One common, cheap form of flow control is a visible drip chamber, which also removes air from adminsitration, and lets staff observe and control the flow rate.
A bag can also be placed into an inflatable cuff so that the liquid can be pushed into the patient; as the cuff is inflated fluid is infused at a higher flow rate. This is often done with a large bore IV, meaning that the cannula needle that is inserted into the patientīs vein is of a large diameter allowing a high flow rate.
Another method is to use an infusion pump.
Intravenous fluids are used in a great variety of medical conditions, ranging from dehydration (loss of water) to electrolyte imbalances and acute or chronic blood loss.
Beside blood transfusion and intravenous drugs, there are essentially two types of fluids that are used for intravenous drips: crystalloid and colloid fluids. "Crystalloids" are aqueous solutions of mineral salts such as isotonic saline or Ringerīs solution. "Colloids" are solutions of larger molecules such as gelatine.

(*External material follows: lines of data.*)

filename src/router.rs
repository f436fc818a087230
use crate::docs::ApiDoc;
use crate::logging::logging_middleware;
use crate::modules::classes::router::init_classes_router;
use crate::modules::departments::router::init_departments_router;
use crate::modules::subjects::router::init_subjects_router;
use crate::modules::users::router::init_users_router;
use crate::state::AppState;
use axum::http::{HeaderValue, Method};
use axum::{Router, middleware};
use tower_http::cors::CorsLayer;
use utoipa::OpenApi;
use utoipa_scalar::{Scalar, Servable as _};
use utoipa_swagger_ui::SwaggerUi;

pub fn init_router(state: AppState) -> Router {
    Router::new()
        .merge(SwaggerUi::new("/swagger-ui").url("/api-docs/openapi.json", ApiDoc::openapi()))
        .merge(Scalar::with_url("/scalar", ApiDoc::openapi()))
        .nest(
            "/api",
            Router::new()
                .nest("/departments", init_departments_router())
                .nest("/subjects", init_subjects_router())
                .nest("/classes", init_classes_router())
                .nest("/users", init_users_router()),
        )
        .with_state(state.clone())
        .layer({
            let allowed_origins: Vec<HeaderValue> = state
                .cors_config
                .allowed_origins
                .iter()
                .filter_map(|origin| origin.parse().ok())
                .collect();

            CorsLayer::new()
                .allow_origin(allowed_origins)
                .allow_methods([Method::GET, Method::POST, Method::OPTIONS])
                .allow_headers([
                    axum::http::header::CONTENT_TYPE,
                    axum::http::header::ACCEPT,
                ])
        })
        .layer(middleware::from_fn(logging_middleware))
}
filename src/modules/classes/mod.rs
pub mod controller;
pub mod model;
pub mod router;
pub mod service;
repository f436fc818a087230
use axum::{
    Router,
    routing::{get, post},
};

use crate::state::AppState;

use super::controller::{create_class, get_class, get_class_users, get_classes};

pub fn init_classes_router() -> Router<AppState> {
    Router::new()
        .route("/", post(create_class).get(get_classes))
        .route("/{id}", get(get_class))
        .route("/{id}/users", get(get_class_users))
}
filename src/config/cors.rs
use std::env;

#[derive(Clone, Debug)]
pub struct CorsConfig {
    pub allowed_origins: Vec<String>,
}

impl CorsConfig {
    pub fn from_env() -> Self {
        let allowed_origins = env::var("ALLOWED_ORIGINS")
            .unwrap_or_else(|_| "http://localhost:3000,http://localhost:5173".to_string())
            .split(',')
            .map(|s| s.trim().to_string())
            .filter(|s| !s.is_empty())
            .collect();

        Self { allowed_origins }
    }
}

impl Default for CorsConfig {
    fn default() -> Self {
        Self {
            allowed_origins: vec!["http://localhost:3000".to_string()],
        }
    }
}
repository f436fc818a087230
use utoipa::OpenApi;

use crate::modules::classes::model::{
    Class, ClassDetail, ClassDetailResponse, ClassFilterParams, CreateClassDto,
    CreateClassResponse, PaginatedClassesResponse,
};
use crate::modules::departments::model::{
    Department, DepartmentDetailResponse, DepartmentFilterParams, DepartmentWithStats,
    PaginatedDepartmentsResponse, PaginatedUserDepartmentsResponse,
};
use crate::modules::subjects::model::{
    CreateSubjectDto, CreateSubjectResponse, PaginatedSubjectsResponse, Subject, SubjectDetail,
    SubjectDetailResponse, SubjectFilterParams,
};
use crate::modules::users::model::{
    MemberFilterParams, PaginatedUsersResponse, User, UserDetailResponse, UserFilterParams,
    UserRole, UserScopedFilterParams,
};
use crate::utils::pagination::{PaginationMeta, PaginationParams};

#[derive(OpenApi)]
#[openapi(
    paths(
        crate::modules::departments::controller::get_departments,
        crate::modules::departments::controller::get_department,
        crate::modules::subjects::controller::create_subject,
        crate::modules::subjects::controller::get_subjects,
        crate::modules::subjects::controller::get_subject,
        crate::modules::subjects::controller::get_subject_users,
        crate::modules::classes::controller::create_class,
        crate::modules::classes::controller::get_classes,
        crate::modules::classes::controller::get_class,
        crate::modules::classes::controller::get_class_users,
        crate::modules::users::controller::get_users,
        crate::modules::users::controller::get_user,
        crate::modules::users::controller::get_user_classes,
        crate::modules::users::controller::get_user_subjects,
        crate::modules::users::controller::get_user_departments,
    ),
    components(
        schemas(
            Department,
            DepartmentWithStats,
            DepartmentFilterParams,
            DepartmentDetailResponse,
            PaginatedDepartmentsResponse,
            PaginatedUserDepartmentsResponse,
            Subject,
            SubjectDetail,
            SubjectDetailResponse,
            SubjectFilterParams,
            CreateSubjectDto,
            CreateSubjectResponse,
            PaginatedSubjectsResponse,
            Class,
            ClassDetail,
            ClassDetailResponse,
            ClassFilterParams,
            CreateClassDto,
            CreateClassResponse,
            PaginatedClassesResponse,
            User,
            UserRole,
            UserDetailResponse,
            UserFilterParams,
            UserScopedFilterParams,
            MemberFilterParams,
            PaginatedUsersResponse,
            PaginationMeta,
            PaginationParams,
        )
    ),
    tags(
        (name = "Departments", description = "Department catalog"),
        (name = "Subjects", description = "Subjects and their members"),
        (name = "Classes", description = "Classes and their members"),
        (name = "Users", description = "Users and their reachable catalog entities")
    ),
    info(
        title = "Classdex API",
        description = "Catalog query API for departments, subjects, classes, and enrollments",
        version = env!("CARGO_PKG_VERSION")
    )
)]
pub struct ApiDoc;
//! Policy gate in front of the dispatcher.
//!
//! The gate screens every decoded call against a policy before it reaches
//! the device. A denial produces the call's ordinary flat failure value;
//! the guest cannot tell refusal from hardware failure. The audit log is
//! the only place denials are visible, and it stays on the host side.

use host_api::{
    CallEnvelope, CallTransport, CodecError, HostApi, HostCall, HostCallCodec, HostCallServer,
    HostReply, Subsystem, TransportError,
};

/// Outcome of screening one call.
#[derive(Debug, Clone, PartialEq, Eq)]
pub enum PolicyDecision {
    Allow,
    Deny { reason: String },
}

/// Decides whether a call may reach the device.
pub trait CallPolicy {
    fn check(&self, call: &HostCall) -> PolicyDecision;
}

/// Policy that admits everything.
#[derive(Debug, Default)]
pub struct AllowAllPolicy;

impl CallPolicy for AllowAllPolicy {
    fn check(&self, _call: &HostCall) -> PolicyDecision {
        PolicyDecision::Allow
    }
}

/// Policy that admits only calls belonging to the listed subsystems.
#[derive(Debug)]
pub struct SubsystemScopePolicy {
    allowed: Vec<Subsystem>,
}

impl SubsystemScopePolicy {
    pub fn new(allowed: Vec<Subsystem>) -> Self {
        Self { allowed }
    }
}

impl CallPolicy for SubsystemScopePolicy {
    fn check(&self, call: &HostCall) -> PolicyDecision {
        let subsystem = call.subsystem();
        if self.allowed.contains(&subsystem) {
            PolicyDecision::Allow
        } else {
            PolicyDecision::Deny {
                reason: format!("subsystem {subsystem:?} not in scope"),
            }
        }
    }
}

/// What happened to one screened call.
#[derive(Debug, Clone, PartialEq, Eq)]
pub enum AuditOutcome {
    Completed,
    Rejected { reason: String },
}

#[derive(Debug, Clone, PartialEq, Eq)]
pub struct AuditEntry {
    pub symbol: &'static str,
    pub subsystem: Subsystem,
    pub outcome: AuditOutcome,
}

/// Host-side record of every call that hit the gate.
#[derive(Debug, Default)]
pub struct CallAuditLog {
    entries: Vec<AuditEntry>,
}

impl CallAuditLog {
    pub fn entries(&self) -> &[AuditEntry] {
        &self.entries
    }

    pub fn rejections(&self) -> impl Iterator<Item = &AuditEntry> {
        self.entries
            .iter()
            .filter(|e| matches!(e.outcome, AuditOutcome::Rejected { .. }))
    }

    fn record(&mut self, call: &HostCall, outcome: AuditOutcome) {
        self.entries.push(AuditEntry {
            symbol: call.symbol(),
            subsystem: call.subsystem(),
            outcome,
        });
    }
}

/// Dispatcher wrapped in a policy gate.
pub struct GatedServer<H: HostApi> {
    server: HostCallServer<H>,
    policy: Box<dyn CallPolicy>,
    audit: CallAuditLog,
}

impl<H: HostApi> GatedServer<H> {
    pub fn new(host: H, policy: Box<dyn CallPolicy>) -> Self {
        Self {
            server: HostCallServer::new(host),
            policy,
            audit: CallAuditLog::default(),
        }
    }

    pub fn host(&self) -> &H {
        self.server.host()
    }

    pub fn host_mut(&mut self) -> &mut H {
        self.server.host_mut()
    }

    pub fn audit(&self) -> &CallAuditLog {
        &self.audit
    }

    /// Screens and handles one request envelope.
    pub fn handle(&mut self, envelope: &CallEnvelope) -> Result<CallEnvelope, CodecError> {
        let call = HostCallCodec::decode_request(envelope)?;
        let reply = self.screen_and_dispatch(call);
        HostCallCodec::encode_reply(&reply, envelope.id)
    }

    /// Screens one call; denials return the call's flat failure value.
    pub fn screen_and_dispatch(&mut self, call: HostCall) -> HostReply {
        match self.policy.check(&call) {
            PolicyDecision::Allow => {
                self.audit.record(&call, AuditOutcome::Completed);
                self.server.dispatch(call)
            }
            PolicyDecision::Deny { reason } => {
                let denied = call.denied_reply();
                self.audit.record(&call, AuditOutcome::Rejected { reason });
                denied
            }
        }
    }
}

/// In-process transport around a [`GatedServer`].
pub struct GatedTransport<H: HostApi> {
    server: GatedServer<H>,
}

impl<H: HostApi> GatedTransport<H> {
    pub fn new(host: H, policy: Box<dyn CallPolicy>) -> Self {
        Self {
            server: GatedServer::new(host, policy),
        }
    }

    pub fn host(&self) -> &H {
        self.server.host()
    }

    pub fn host_mut(&mut self) -> &mut H {
        self.server.host_mut()
    }

    pub fn audit(&self) -> &CallAuditLog {
        self.server.audit()
    }
}

impl<H: HostApi> CallTransport for GatedTransport<H> {
    fn call(&mut self, envelope: CallEnvelope) -> Result<CallEnvelope, TransportError> {
        Ok(self.server.handle(&envelope)?)
    }
}

#[cfg(test)]
mod tests {
    use super::*;
    use crate::SimulatedDevice;

    #[test]
    fn test_allow_all_admits_everything() {
        let policy = AllowAllPolicy;
        assert_eq!(policy.check(&HostCall::Rand), PolicyDecision::Allow);
        assert_eq!(
            policy.check(&HostCall::ExitToMainAppMenu),
            PolicyDecision::Allow
        );
    }

    #[test]
    fn test_scope_policy_denies_out_of_scope_subsystems() {
        let policy = SubsystemScopePolicy::new(vec![Subsystem::General, Subsystem::Gpio]);
        assert_eq!(policy.check(&HostCall::GetAllIo), PolicyDecision::Allow);
        assert!(matches!(
            policy.check(&HostCall::SendIrData { data: 1 }),
            PolicyDecision::Deny { .. }
        ));
    }

    #[test]
    fn test_denied_call_fails_flat_and_is_audited() {
        let policy = SubsystemScopePolicy::new(vec![Subsystem::General]);
        let mut server = GatedServer::new(SimulatedDevice::new(), Box::new(policy));

        let reply = server.screen_and_dispatch(HostCall::OpenFile {
            file_name: "secret.txt".to_string(),
            mode: 1,
        });
        assert_eq!(reply, HostReply::Int(0));

        let rejected: Vec<_> = server.audit().rejections().collect();
        assert_eq!(rejected.len(), 1);
        assert_eq!(rejected[0].symbol, "OpenFile");
        assert_eq!(rejected[0].subsystem, Subsystem::FileIo);
    }

    #[test]
    fn test_allowed_call_is_dispatched_and_audited() {
        let mut server = GatedServer::new(SimulatedDevice::new(), Box::new(AllowAllPolicy));
        let reply = server.screen_and_dispatch(HostCall::Millis);
        assert_eq!(reply, HostReply::Uint(0));
        assert_eq!(server.audit().entries().len(), 1);
        assert_eq!(
            server.audit().entries()[0].outcome,
            AuditOutcome::Completed
        );
    }
}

IV drips have a number of hazards. More than 2 ml of air in a line can starve tissue of oxygen and food. The bubble can float to a body part (including the brain) and remain there. An "air embolism" of this sort is famously difficult to diagnose because it can cause so many different types of symptoms. A drip lower than the patient can cause reverse flow, literally siphoning the bood from a patient. A nonsterile (i.e. reused) administration set can cause a dangerous systemic blood-based infection. Finally, an unmeasured flow can be to a collapsed vein, or the tip of the needle can leave the vein, causing a failure to infuse, or localized edema.
Note that an intravenous drip is a sterile medical procedure that should only be performed by trained personnel under medical supervision, using proper equipment.